[Start of Attachment]

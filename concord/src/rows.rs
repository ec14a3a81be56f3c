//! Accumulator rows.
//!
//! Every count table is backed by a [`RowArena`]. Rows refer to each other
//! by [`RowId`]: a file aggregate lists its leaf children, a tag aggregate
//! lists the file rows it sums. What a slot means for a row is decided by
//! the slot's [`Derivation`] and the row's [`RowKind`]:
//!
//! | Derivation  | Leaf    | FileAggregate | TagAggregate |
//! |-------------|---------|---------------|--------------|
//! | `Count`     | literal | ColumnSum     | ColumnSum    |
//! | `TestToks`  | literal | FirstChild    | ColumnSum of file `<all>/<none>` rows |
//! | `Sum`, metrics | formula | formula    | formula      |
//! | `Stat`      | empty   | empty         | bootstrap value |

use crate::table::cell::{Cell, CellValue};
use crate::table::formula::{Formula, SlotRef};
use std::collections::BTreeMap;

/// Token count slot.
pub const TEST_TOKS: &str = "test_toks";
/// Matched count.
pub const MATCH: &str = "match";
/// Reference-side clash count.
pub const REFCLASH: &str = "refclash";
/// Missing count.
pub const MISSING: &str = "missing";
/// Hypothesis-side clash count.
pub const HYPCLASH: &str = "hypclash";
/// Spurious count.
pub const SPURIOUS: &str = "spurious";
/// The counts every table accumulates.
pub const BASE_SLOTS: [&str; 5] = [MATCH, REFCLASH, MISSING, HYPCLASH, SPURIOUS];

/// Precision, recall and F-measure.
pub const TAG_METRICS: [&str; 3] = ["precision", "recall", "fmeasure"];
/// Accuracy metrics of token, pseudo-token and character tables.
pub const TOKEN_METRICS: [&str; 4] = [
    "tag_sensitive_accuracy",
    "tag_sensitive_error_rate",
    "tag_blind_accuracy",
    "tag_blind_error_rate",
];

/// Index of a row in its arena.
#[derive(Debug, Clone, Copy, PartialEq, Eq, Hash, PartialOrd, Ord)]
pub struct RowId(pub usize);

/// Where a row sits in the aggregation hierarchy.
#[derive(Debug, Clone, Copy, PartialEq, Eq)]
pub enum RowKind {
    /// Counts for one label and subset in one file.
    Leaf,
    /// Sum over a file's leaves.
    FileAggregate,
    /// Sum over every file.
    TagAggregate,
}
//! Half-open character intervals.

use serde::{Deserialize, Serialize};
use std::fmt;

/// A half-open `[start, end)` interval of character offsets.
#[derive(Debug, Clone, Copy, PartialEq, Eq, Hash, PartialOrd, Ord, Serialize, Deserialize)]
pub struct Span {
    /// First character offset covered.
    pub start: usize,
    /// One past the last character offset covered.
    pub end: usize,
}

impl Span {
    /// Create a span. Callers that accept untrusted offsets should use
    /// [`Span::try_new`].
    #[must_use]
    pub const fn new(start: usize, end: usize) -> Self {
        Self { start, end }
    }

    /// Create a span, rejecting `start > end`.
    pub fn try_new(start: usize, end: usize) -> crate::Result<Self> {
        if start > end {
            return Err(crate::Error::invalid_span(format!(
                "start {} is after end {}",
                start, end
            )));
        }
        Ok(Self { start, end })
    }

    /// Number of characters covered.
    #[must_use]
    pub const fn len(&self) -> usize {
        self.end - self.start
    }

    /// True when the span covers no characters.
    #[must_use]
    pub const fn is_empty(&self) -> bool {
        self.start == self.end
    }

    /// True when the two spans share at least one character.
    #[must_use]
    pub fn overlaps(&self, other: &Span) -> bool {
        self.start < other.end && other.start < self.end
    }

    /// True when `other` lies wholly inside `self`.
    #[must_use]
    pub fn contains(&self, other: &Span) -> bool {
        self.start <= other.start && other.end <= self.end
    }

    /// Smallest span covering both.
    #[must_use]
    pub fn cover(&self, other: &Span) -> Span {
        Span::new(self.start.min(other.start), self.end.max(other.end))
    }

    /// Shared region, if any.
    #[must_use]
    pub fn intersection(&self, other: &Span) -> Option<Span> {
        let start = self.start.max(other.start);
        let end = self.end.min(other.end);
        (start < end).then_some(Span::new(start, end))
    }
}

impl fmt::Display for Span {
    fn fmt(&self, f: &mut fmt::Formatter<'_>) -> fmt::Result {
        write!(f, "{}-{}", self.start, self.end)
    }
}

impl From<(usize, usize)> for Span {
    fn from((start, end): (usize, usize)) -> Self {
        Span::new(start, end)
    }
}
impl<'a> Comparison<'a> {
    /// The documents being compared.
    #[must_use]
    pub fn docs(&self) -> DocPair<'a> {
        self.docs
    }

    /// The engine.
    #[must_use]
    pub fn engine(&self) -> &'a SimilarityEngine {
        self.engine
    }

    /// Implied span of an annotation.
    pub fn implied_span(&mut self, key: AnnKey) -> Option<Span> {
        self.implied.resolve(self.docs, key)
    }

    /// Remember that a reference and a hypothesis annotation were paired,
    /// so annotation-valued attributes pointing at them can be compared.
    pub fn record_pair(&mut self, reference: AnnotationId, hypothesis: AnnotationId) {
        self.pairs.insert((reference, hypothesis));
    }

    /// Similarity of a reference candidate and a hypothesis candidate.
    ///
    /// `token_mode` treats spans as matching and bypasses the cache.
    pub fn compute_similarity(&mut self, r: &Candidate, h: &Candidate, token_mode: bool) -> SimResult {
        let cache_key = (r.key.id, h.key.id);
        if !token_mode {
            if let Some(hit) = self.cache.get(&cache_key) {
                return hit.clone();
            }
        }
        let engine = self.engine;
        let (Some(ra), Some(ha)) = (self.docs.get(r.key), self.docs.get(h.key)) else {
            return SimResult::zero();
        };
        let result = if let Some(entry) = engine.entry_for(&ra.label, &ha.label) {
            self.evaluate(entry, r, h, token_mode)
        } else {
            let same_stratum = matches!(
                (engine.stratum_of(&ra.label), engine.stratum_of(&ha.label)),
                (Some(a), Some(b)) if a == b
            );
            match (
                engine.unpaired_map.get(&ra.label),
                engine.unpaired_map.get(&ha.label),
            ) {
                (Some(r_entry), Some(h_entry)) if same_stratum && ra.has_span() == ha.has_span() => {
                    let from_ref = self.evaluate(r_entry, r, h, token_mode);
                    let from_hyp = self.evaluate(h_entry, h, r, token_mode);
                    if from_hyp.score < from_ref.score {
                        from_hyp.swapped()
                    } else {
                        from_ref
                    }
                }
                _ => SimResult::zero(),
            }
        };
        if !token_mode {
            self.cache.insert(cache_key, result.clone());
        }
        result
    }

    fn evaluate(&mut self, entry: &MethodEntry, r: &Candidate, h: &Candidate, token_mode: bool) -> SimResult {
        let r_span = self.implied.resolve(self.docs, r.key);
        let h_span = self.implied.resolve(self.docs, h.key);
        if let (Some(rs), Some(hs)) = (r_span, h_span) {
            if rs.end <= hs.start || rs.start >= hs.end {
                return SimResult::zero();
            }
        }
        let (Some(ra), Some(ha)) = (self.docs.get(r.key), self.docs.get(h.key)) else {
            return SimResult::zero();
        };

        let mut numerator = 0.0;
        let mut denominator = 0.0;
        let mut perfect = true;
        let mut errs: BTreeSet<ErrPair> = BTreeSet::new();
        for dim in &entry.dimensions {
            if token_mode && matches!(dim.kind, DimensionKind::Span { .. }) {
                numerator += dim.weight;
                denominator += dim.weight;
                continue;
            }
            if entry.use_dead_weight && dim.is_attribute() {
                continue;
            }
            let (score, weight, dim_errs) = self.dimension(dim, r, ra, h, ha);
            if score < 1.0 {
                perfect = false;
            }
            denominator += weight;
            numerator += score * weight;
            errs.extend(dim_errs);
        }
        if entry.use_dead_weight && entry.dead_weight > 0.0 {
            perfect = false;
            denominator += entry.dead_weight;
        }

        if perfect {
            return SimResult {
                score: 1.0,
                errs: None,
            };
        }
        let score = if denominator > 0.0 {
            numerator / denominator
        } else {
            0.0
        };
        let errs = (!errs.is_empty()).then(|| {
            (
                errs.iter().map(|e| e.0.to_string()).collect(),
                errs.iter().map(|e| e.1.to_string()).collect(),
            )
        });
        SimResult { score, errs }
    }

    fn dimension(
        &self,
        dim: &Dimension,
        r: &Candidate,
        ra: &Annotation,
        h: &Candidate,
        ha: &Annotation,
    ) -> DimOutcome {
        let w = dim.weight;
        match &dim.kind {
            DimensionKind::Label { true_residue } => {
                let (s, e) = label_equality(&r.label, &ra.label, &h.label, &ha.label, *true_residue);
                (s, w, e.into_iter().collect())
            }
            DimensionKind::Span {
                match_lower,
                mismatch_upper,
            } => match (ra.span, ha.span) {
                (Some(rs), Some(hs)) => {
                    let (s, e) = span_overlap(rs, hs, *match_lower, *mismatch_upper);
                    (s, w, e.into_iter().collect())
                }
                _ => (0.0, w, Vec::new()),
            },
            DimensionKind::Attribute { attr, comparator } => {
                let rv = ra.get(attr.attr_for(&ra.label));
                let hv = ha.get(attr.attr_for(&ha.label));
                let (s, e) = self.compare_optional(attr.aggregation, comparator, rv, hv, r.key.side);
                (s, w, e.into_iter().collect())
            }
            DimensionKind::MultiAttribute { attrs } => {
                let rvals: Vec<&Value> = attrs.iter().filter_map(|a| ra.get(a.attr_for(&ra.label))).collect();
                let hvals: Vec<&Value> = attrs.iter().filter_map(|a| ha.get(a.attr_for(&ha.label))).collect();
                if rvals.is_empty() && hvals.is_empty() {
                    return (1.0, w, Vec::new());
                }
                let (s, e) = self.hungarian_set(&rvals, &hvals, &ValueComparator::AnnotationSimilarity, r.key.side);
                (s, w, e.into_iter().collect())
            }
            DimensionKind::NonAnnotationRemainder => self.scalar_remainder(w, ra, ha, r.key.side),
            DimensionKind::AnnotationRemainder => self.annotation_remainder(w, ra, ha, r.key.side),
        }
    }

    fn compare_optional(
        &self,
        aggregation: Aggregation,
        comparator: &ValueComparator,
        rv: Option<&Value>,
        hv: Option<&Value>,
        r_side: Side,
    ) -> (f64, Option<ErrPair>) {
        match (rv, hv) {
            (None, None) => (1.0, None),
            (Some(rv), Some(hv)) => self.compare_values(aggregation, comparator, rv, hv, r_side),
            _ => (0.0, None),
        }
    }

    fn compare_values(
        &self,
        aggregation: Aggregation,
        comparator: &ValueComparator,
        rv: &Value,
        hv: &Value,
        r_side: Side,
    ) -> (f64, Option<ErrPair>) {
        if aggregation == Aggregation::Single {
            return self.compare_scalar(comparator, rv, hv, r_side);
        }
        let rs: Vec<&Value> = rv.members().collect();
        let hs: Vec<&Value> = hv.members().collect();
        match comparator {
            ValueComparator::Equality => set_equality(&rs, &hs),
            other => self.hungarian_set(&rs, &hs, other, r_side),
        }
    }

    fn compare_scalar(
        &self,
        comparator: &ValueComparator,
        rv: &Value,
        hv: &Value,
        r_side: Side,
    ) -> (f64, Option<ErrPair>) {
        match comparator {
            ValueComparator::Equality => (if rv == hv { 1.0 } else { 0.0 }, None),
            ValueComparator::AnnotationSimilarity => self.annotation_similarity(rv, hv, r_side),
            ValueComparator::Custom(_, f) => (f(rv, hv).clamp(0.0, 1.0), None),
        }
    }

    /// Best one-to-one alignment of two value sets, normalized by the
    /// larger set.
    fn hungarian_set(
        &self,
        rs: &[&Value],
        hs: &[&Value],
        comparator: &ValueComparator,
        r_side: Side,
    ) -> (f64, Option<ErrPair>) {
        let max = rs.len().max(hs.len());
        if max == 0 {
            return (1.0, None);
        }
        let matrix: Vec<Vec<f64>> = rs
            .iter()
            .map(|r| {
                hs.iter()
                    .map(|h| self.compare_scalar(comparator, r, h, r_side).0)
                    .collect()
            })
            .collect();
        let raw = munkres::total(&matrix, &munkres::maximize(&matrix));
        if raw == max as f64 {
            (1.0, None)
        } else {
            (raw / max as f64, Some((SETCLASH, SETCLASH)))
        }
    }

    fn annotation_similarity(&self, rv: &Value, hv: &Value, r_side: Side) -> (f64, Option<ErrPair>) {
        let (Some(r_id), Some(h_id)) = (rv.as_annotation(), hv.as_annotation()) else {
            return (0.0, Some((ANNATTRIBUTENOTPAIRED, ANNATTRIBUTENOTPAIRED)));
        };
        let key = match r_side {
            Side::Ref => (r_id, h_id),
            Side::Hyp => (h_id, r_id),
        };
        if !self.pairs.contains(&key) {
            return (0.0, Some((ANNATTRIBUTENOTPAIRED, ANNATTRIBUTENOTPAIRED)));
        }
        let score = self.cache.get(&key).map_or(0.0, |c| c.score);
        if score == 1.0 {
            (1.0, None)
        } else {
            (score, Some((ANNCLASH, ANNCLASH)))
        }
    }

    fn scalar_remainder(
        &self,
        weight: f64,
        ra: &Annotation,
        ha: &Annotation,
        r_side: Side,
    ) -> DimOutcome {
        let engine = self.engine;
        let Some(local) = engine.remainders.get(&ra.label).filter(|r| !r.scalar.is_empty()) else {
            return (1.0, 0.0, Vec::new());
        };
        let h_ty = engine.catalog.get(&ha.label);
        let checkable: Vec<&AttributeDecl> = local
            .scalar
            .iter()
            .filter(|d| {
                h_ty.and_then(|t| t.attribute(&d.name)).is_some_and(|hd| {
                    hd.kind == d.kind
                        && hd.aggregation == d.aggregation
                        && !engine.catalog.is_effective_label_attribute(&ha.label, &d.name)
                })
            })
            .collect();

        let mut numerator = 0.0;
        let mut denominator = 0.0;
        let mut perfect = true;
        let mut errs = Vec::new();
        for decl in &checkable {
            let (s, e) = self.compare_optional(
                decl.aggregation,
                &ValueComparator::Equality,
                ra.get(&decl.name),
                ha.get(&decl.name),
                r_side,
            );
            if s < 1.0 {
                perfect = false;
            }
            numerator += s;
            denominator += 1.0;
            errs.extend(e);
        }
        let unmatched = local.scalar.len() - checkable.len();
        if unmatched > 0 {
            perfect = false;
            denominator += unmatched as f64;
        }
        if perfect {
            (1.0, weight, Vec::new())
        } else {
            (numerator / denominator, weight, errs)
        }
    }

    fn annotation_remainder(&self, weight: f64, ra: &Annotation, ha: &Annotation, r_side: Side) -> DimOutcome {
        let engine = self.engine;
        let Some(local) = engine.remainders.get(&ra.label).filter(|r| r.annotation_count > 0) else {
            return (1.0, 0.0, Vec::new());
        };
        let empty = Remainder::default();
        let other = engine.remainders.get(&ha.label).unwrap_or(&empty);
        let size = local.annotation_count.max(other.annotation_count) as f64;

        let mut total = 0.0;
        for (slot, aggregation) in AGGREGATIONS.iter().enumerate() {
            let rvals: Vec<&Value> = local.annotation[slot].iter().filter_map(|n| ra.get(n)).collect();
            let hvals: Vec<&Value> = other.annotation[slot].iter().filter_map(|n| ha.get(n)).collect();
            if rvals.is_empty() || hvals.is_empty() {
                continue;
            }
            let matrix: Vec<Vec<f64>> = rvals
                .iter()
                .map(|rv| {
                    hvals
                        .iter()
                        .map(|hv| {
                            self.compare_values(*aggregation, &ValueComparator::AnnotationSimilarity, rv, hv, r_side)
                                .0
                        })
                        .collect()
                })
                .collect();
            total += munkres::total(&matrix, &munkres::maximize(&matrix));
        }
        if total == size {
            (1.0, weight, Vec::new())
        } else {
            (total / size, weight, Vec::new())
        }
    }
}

[End of Attachment]
[Start of Attachment]

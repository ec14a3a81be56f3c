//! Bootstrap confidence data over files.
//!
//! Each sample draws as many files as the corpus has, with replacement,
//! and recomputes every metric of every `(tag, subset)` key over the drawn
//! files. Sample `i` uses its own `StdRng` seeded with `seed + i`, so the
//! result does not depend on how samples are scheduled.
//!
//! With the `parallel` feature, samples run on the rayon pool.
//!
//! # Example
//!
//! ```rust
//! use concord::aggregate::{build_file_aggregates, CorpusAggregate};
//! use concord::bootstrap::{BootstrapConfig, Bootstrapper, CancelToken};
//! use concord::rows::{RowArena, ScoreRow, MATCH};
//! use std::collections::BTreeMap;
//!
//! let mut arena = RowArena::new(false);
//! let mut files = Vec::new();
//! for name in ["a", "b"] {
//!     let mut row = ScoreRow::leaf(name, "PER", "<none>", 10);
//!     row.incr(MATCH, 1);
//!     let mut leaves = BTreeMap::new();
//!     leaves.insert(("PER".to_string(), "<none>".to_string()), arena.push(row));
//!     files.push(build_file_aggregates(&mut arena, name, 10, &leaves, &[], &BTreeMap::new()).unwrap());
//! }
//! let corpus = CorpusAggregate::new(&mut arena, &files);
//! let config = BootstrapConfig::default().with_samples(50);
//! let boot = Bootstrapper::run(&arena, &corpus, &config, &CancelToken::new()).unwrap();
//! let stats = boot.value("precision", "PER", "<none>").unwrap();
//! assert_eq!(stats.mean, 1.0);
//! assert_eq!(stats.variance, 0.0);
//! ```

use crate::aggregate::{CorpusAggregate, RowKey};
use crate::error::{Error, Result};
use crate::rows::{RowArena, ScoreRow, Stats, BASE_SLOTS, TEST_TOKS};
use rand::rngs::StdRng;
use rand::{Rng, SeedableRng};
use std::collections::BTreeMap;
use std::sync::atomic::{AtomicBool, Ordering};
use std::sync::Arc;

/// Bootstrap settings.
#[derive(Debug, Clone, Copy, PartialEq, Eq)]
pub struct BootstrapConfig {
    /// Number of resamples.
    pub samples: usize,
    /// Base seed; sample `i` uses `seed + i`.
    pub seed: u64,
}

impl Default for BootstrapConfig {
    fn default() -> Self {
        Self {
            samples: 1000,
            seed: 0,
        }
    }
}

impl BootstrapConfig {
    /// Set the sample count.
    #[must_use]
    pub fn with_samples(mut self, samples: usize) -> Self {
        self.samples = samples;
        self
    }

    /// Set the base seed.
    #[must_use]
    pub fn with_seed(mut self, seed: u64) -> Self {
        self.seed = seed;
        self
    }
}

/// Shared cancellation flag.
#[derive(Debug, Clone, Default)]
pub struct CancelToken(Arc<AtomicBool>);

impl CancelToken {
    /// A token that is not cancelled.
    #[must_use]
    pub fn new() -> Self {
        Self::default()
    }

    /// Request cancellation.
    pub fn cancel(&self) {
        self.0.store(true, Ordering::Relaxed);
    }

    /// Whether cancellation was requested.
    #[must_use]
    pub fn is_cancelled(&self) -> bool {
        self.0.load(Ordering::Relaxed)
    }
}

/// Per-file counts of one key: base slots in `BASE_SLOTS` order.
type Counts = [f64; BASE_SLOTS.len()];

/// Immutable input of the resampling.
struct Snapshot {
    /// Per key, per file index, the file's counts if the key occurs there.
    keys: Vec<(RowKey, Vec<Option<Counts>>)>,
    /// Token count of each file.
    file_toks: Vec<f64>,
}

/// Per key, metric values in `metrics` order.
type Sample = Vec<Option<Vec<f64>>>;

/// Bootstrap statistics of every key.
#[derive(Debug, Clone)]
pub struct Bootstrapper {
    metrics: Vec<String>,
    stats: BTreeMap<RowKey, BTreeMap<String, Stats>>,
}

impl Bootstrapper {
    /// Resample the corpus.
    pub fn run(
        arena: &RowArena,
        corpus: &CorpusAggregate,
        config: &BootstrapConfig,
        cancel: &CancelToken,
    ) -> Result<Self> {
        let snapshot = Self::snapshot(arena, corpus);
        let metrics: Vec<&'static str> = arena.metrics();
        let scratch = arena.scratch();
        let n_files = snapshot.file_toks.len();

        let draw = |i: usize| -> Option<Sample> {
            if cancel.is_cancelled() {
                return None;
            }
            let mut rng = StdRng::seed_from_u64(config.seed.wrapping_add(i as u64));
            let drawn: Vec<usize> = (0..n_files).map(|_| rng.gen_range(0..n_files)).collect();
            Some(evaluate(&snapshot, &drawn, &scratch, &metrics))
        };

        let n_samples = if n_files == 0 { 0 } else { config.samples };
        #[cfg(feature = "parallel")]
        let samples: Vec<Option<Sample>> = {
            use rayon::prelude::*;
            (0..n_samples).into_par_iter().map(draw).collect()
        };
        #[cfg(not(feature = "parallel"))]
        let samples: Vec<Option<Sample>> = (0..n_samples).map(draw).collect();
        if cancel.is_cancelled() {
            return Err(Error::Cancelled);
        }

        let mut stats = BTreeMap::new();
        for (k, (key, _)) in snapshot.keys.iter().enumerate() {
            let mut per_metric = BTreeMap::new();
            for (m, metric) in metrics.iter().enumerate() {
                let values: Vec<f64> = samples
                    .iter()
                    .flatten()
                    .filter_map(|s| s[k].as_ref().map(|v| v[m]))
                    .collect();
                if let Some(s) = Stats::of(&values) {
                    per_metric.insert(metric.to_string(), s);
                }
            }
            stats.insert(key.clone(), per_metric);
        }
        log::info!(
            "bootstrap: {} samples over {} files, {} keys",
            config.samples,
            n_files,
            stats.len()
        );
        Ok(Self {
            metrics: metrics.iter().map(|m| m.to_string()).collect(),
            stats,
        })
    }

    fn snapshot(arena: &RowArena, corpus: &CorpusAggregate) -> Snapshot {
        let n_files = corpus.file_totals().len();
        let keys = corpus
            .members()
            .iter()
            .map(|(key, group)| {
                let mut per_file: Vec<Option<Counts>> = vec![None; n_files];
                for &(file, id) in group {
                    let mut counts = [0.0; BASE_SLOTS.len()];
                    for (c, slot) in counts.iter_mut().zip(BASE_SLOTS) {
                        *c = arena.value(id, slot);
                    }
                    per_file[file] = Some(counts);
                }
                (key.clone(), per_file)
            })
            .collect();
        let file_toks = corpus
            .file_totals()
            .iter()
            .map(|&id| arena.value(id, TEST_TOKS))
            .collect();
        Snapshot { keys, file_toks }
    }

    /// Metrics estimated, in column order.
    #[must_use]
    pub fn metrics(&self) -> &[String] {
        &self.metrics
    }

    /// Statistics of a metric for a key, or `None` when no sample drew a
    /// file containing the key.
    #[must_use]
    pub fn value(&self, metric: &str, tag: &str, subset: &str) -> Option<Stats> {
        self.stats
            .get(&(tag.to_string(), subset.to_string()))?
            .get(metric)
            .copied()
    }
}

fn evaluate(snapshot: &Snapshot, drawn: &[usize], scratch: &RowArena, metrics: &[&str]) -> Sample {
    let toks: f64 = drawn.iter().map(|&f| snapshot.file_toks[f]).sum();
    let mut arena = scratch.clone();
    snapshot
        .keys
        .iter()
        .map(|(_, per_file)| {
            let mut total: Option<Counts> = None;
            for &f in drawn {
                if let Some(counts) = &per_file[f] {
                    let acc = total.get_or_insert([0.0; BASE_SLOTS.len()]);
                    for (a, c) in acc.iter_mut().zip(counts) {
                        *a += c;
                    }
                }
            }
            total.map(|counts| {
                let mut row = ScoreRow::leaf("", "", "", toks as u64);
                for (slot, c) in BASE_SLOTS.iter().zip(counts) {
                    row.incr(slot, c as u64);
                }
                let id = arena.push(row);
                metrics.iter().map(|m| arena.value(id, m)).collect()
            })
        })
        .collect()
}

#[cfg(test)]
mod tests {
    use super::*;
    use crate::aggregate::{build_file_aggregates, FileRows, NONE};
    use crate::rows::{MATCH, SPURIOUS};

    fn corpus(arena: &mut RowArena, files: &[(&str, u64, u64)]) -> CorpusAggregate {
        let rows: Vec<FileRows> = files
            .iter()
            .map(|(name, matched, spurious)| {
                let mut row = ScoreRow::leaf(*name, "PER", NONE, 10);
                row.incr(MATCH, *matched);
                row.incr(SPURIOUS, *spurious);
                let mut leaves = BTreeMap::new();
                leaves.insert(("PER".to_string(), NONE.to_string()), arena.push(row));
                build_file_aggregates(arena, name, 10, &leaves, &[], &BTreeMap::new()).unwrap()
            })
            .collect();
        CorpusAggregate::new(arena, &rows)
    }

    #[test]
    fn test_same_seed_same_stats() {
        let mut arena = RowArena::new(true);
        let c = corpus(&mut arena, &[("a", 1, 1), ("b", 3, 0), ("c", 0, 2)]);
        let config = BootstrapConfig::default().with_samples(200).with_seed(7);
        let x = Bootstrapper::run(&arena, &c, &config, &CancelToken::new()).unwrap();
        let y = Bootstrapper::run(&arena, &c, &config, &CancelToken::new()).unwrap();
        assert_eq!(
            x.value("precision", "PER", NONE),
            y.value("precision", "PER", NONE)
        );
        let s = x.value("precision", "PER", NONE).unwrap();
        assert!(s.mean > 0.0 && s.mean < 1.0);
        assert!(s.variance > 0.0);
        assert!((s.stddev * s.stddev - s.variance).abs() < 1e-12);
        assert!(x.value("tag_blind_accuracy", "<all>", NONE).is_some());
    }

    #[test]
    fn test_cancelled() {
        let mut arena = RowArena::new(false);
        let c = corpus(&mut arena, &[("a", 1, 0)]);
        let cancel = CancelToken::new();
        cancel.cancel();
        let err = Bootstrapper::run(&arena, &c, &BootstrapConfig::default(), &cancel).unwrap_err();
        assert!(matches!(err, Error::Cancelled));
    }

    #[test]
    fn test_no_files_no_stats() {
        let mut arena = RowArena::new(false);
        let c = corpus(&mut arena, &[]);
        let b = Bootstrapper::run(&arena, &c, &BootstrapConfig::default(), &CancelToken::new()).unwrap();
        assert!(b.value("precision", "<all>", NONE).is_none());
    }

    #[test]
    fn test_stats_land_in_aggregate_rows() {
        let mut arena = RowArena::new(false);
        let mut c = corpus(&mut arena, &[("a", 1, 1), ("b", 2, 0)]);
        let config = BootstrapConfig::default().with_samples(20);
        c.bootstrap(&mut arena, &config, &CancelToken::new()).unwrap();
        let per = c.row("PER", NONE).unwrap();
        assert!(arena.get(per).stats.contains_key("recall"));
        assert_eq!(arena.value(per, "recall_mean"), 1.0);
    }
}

[End of Attachment]

Exercise aim:
For the entries shown above, tally every line containing the word "Create". Report the tally and nothing else.

Exercise result:
2